*** Opening of Excerpted data ***

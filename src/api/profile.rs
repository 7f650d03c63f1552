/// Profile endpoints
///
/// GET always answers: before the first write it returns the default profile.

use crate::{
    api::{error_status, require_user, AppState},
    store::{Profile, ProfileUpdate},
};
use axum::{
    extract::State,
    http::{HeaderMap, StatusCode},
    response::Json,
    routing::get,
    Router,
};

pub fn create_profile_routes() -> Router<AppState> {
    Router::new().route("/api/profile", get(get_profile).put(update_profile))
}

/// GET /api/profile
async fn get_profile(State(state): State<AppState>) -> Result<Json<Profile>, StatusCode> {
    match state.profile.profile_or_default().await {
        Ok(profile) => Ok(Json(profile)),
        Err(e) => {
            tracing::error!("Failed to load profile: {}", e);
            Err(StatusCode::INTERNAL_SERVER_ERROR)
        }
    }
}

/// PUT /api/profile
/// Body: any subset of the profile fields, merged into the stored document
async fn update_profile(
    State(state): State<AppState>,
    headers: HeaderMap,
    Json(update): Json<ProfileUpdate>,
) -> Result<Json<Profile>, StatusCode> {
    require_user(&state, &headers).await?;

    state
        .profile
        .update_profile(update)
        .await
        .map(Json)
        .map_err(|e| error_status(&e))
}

*** Close of Excerpted data ***

▶ Work request: The full data, transcribed without change, is the expected answer.

▶ Response:
filename src/api/profile.rs
repository 7f650d03c63f1552
/// Profile endpoints
///
/// GET always answers: before the first write it returns the default profile.

use crate::{
    api::{error_status, require_user, AppState},
    store::{Profile, ProfileUpdate},
};
use axum::{
    extract::State,
    http::{HeaderMap, StatusCode},
    response::Json,
    routing::get,
    Router,
};

pub fn create_profile_routes() -> Router<AppState> {
    Router::new().route("/api/profile", get(get_profile).put(update_profile))
}

/// GET /api/profile
async fn get_profile(State(state): State<AppState>) -> Result<Json<Profile>, StatusCode> {
    match state.profile.profile_or_default().await {
        Ok(profile) => Ok(Json(profile)),
        Err(e) => {
            tracing::error!("Failed to load profile: {}", e);
            Err(StatusCode::INTERNAL_SERVER_ERROR)
        }
    }
}

/// PUT /api/profile
/// Body: any subset of the profile fields, merged into the stored document
async fn update_profile(
    State(state): State<AppState>,
    headers: HeaderMap,
    Json(update): Json<ProfileUpdate>,
) -> Result<Json<Profile>, StatusCode> {
    require_user(&state, &headers).await?;

    state
        .profile
        .update_profile(update)
        .await
        .map(Json)
        .map_err(|e| error_status(&e))
}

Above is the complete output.